Cass. 1ère civ. 21 janv. 2003

Sur le premier moyen :

Vu l’article L. 133-2, alinéa 2, du Code de la consommation ;

Attendu, selon ce texte applicable en la cause, que les clauses des contrats proposés par les professionnels aux consommateurs ou aux non-professionnels s’interprètent, en cas de doute, dans le sens le plus favorable au consommateur ou au non-professionnel ;

Attendu que le 26 juin 1984, M. X… a souscrit auprès de la compagnie Préservatrice Foncière assurances (PFA Vie) deux contrats d’assurance de groupe garantissant en cas de décès et d’invalidité permanente totale, le versement d’un capital ; qu’il a cédé, le même jour, le bénéfice de l’un des contrats à la société Union pour le financement d’immeubles de sociétés (UIS) ; que M. X…, atteint d’une sclérose en plaque, a cessé son activité professionnelle en 1994, a été placé en invalidité et a sollicité la mise en oeuvre des garanties contractuelles ; que s’étant heurté à un refus de la compagnie d’assurances faisant valoir qu’il ne remplissait pas la double condition prévue au contrat, il a fait assigner cette dernière, le 17 septembre 1996, devant le tribunal de grande instance ;

Attendu qu’il résulte des énonciations mêmes de l’arrêt attaqué qui a débouté M. X… de sa demande, que la clause définissant le risque invalidité était bien ambiguë de sorte qu’elle devait être interprétée dans le sens le plus favorable à M. X… ;

qu’en statuant comme elle l’a fait, la cour d’appel a violé le texte susvisé ;

PAR CES MOTIFS, et sans qu’il y ait lieu de statuer sur le second moyen :

CASSE ET ANNULE, dans toutes ses dispositions, l’arrêt rendu le 26 janvier 2000, entre les parties, par la cour d’appel de Toulouse ; remet, en conséquence, la cause et les parties dans l’état où elles se trouvaient avant ledit arrêt et, pour être fait droit, les renvoie devant la cour d’appel d’Agen ;

B. Tempérament

L’obligation de recherche pour le juge de la commune intention des parties n’est pas sans tempérament.

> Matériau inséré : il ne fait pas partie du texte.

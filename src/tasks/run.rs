//! Background Run Task
//!
//! Drives a started run to completion on its own tokio task.

use tokio::task::JoinHandle;
use tracing::{info, warn};

use crate::harness::{Harness, RunOutcome, RunTicket};

/// Spawns the probe protocol for a run that `Harness::begin` already moved
/// into `Running`.
///
/// # Returns
/// A JoinHandle resolving to the run's outcome. Dropping it does not cancel
/// the run.
///
/// # Example
/// ```ignore
/// if let Some(ticket) = harness.begin("ttl", Some("p1")).await? {
///     let handle = spawn_run(harness.clone(), ticket);
/// }
/// ```
pub fn spawn_run(harness: Harness, ticket: RunTicket) -> JoinHandle<RunOutcome> {
    info!(
        "Spawning {} run against product {}",
        ticket.scenario().id(),
        ticket.target_id()
    );

    tokio::spawn(async move {
        let outcome = harness.execute(ticket).await;
        match &outcome {
            RunOutcome::Completed(metrics) => info!("Background run completed: {:?}", metrics),
            RunOutcome::Failed(failure) => warn!("Background run failed: {}", failure.reason),
            RunOutcome::AlreadyRunning => {}
        }
        outcome
    })
}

Il est des situations où faute de stipulations suffisamment claires et précises, les directives d’interprétation complémentaires ne lui seront d’aucun secours.

Le législateur a anticipé cette hypothèse en prévoyant à l’article 1188, al.2 que « lorsque cette intention ne peut être décelée, le contrat s’interprète selon le sens que lui donnerait une personne raisonnable placée dans la même situation. »

Aussi, cette disposition autorise-t-elle le juge à s’écarter de la méthode d’interprétation subjective à la faveur de la méthode objective.

Plus précisément, lorsque la recherche de la commune intention des parties se heurte à l’ambiguïté du corpus contractuel, le juge peut se reporter à l’intention susceptible d’être prêtée à « une personne raisonnable » ?

Que doit-on entendre par « personne raisonnable »? Il s’agissait, autrefois, du bon père de famille. Cet élément posé, cela ne nous renseigne pas plus sur le sens de cette formule.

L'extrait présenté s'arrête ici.